#### [TASK DIRECTIONS]
Every record must be restated exactly as written.

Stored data

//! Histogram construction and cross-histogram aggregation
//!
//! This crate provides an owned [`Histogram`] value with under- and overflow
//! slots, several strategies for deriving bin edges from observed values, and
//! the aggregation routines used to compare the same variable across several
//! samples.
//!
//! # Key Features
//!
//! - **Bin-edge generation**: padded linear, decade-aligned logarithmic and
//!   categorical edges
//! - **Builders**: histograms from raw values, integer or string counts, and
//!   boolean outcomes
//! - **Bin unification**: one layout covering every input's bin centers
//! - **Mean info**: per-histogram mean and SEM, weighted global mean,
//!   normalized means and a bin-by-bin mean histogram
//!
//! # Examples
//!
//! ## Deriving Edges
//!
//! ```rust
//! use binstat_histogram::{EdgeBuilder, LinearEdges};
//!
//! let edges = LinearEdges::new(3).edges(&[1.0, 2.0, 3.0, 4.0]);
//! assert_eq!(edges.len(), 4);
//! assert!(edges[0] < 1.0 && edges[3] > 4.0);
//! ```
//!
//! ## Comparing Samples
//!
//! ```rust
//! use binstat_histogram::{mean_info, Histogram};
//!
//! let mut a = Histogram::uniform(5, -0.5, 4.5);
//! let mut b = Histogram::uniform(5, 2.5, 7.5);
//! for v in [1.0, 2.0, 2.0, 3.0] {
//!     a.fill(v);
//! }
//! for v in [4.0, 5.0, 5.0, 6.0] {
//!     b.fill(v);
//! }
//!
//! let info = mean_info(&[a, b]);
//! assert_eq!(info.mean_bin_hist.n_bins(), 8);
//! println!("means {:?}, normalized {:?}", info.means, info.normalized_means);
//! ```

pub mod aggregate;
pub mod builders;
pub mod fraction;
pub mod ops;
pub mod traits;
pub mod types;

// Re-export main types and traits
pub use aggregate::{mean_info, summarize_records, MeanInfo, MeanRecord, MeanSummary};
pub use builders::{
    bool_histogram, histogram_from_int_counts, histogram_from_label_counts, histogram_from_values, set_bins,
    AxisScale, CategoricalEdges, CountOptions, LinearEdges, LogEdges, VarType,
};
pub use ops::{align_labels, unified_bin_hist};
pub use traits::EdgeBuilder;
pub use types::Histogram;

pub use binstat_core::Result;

#### [EXERCISE ANSWER]
//! Histogram construction and cross-histogram aggregation
//!
//! This crate provides an owned [`Histogram`] value with under- and overflow
//! slots, several strategies for deriving bin edges from observed values, and
//! the aggregation routines used to compare the same variable across several
//! samples.
//!
//! # Key Features
//!
//! - **Bin-edge generation**: padded linear, decade-aligned logarithmic and
//!   categorical edges
//! - **Builders**: histograms from raw values, integer or string counts, and
//!   boolean outcomes
//! - **Bin unification**: one layout covering every input's bin centers
//! - **Mean info**: per-histogram mean and SEM, weighted global mean,
//!   normalized means and a bin-by-bin mean histogram
//!
//! # Examples
//!
//! ## Deriving Edges
//!
//! ```rust
//! use binstat_histogram::{EdgeBuilder, LinearEdges};
//!
//! let edges = LinearEdges::new(3).edges(&[1.0, 2.0, 3.0, 4.0]);
//! assert_eq!(edges.len(), 4);
//! assert!(edges[0] < 1.0 && edges[3] > 4.0);
//! ```
//!
//! ## Comparing Samples
//!
//! ```rust
//! use binstat_histogram::{mean_info, Histogram};
//!
//! let mut a = Histogram::uniform(5, -0.5, 4.5);
//! let mut b = Histogram::uniform(5, 2.5, 7.5);
//! for v in [1.0, 2.0, 2.0, 3.0] {
//!     a.fill(v);
//! }
//! for v in [4.0, 5.0, 5.0, 6.0] {
//!     b.fill(v);
//! }
//!
//! let info = mean_info(&[a, b]);
//! assert_eq!(info.mean_bin_hist.n_bins(), 8);
//! println!("means {:?}, normalized {:?}", info.means, info.normalized_means);
//! ```

pub mod aggregate;
pub mod builders;
pub mod fraction;
pub mod ops;
pub mod traits;
pub mod types;

// Re-export main types and traits
pub use aggregate::{mean_info, summarize_records, MeanInfo, MeanRecord, MeanSummary};
pub use builders::{
    bool_histogram, histogram_from_int_counts, histogram_from_label_counts, histogram_from_values, set_bins,
    AxisScale, CategoricalEdges, CountOptions, LinearEdges, LogEdges, VarType,
};
pub use ops::{align_labels, unified_bin_hist};
pub use traits::EdgeBuilder;
pub use types::Histogram;

pub use binstat_core::Result;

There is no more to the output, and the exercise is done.